Thursday, August 25, 2022

All My Grandmas Dead, Ain't Nobody Prayin' For Me

I know it's unseemly in America to talk about how much money you make. The polite thing to do is to change the subject if someone else brings it up, retreat to one of your tastefully appointed investment properties and consume discreetly in the areas of blockchain drawings of primates and ten-figure dark-money donations to crypto-fascist political action committees. You don't want your wealth to make other people feel bad after all, do you? At least not right to their faces. What it does down the line when you own judges and state legislatures and whole congressional caucuses, punishing the non-rich for being not-rich, well, that's just the price of doing business. Nothing personal!

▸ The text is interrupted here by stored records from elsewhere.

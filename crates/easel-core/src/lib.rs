//! Easel Core Library
//!
//! This crate arbitrates concurrent editing access to shared canvases and
//! governs their lifecycle, including:
//! - Lease store with compare-and-swap writes (SQLite + in-memory)
//! - Lock manager (acquire, refresh, release, override, status)
//! - Lifecycle manager (register, archive, restore, permanent delete)
//! - Background expiry sweeper
//! - Append-only audit log and outbound domain events

pub mod config;
pub mod domain;
pub mod error;
pub mod storage;

pub use error::{Error, Result};

#[cfg(test)]
mod error_tests;

/// Re-export commonly used types
pub mod prelude {
    pub use crate::config::Config;
    pub use crate::domain::audit::{AuditEntry, AuditRecorder};
    pub use crate::domain::clock::{Clock, SystemClock};
    pub use crate::domain::lifecycle::{LifecycleError, LifecycleManager, LifecycleState, Resource};
    pub use crate::domain::locking::{
        Lock, LockError, LockManager, LockStatus, LockTier, ReleaseOutcome,
    };
    pub use crate::error::{Error, Result};
}
//! Authorization seam for permanent deletion

use std::collections::HashSet;

use super::types::Resource;

/// Decides who may permanently delete a resource
pub trait DeletePolicy: Send + Sync + std::fmt::Debug {
    fn may_delete(&self, actor_id: &str, resource: &Resource) -> bool;
}

/// Lets every actor delete
#[derive(Debug, Default, Clone, Copy)]
pub struct AllowAll;

impl DeletePolicy for AllowAll {
    fn may_delete(&self, _actor_id: &str, _resource: &Resource) -> bool {
        true
    }
}

/// Only the listed actors may delete
#[derive(Debug, Default, Clone)]
pub struct ActorAllowList {
    actors: HashSet<String>,
}

impl ActorAllowList {
    pub fn new<I, S>(actors: I) -> Self
    where
        I: IntoIterator<Item = S>,
        S: Into<String>,
    {
        Self {
            actors: actors.into_iter().map(Into::into).collect(),
        }
    }
}

impl DeletePolicy for ActorAllowList {
    fn may_delete(&self, actor_id: &str, _resource: &Resource) -> bool {
        self.actors.contains(actor_id)
    }
}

I can't not get excited and shout it to the moon, tacky though it may be, when circumstances shift out of nowhere and I come into some serious money all at once. It would be better if the government check was actually a check instead of just a blanking out of the negative balance, but still! Since the last time we talked, I'm looking at the prospect of being mid-four-figures heavier, baby. I'm not sure what I'm going to spend it all on immediately (I am a patriotic American after all and there is nothing more patriotic than buying stuff), but I think the first step is maybe just get it all in singles and make like an early 2000s entry-level hip-hop artist and just kind of throw it around in slow motion.

I know I do qualify for the student debt relief program because I a) definitely make less than $125,000 and b) I owe less than $10,000. That's right, I've been slow-walking this government teat-suckle for 25 years now and it finally paid off! Literally! It's such a satisfying culmination to see some fruit from this $25,000 or so seedling I planted way back when.

Part of the public response has been, I think, pretty close to Peak Boomer, a generation congenitally incapable of recognizing the third-basedness of their birth, red-facedly swearing up and down to anyone who will listen (and most of us who are just trying to enjoy the once-a-year turkey dinner) about the triple they don't quite remember legging out, but certainly must have hit at some point. No group of humans in the history of humans have done less with so, so much. It's not really a surprise to see them all come out gagging and kvetching about somebody else having the audacity to have something.

You'd think they'd get it better than anyone else, the simple joy of getting something for nothing. But that blindness toward things like relief in another human being is just built in, and there doesn't seem to be any way (if any facebook "debate" you've ever accidentally scrolled into has taught you anything) to reason them out of it.

I could try to explain that after having paid about $32,000 on $25,000 in loans over 25 years, with something like $7,000 still to go on the balance, I'm not really sure how it counts as a "handout" for me or some kind of debt avoidance. If I want them to celebrate my new prosperity, I'll have to consider demonstrating it in a way they recognize and respect, like blowing it all on supplements made out of cricket legs peddled by a YouTube fascist or giving it all away in Google Play gift cards to a nice Indian man on the phone who responded to the phone number in the pop-up ad that told me my Amazon account had been hacked. Human connection is all about getting on the other person's level.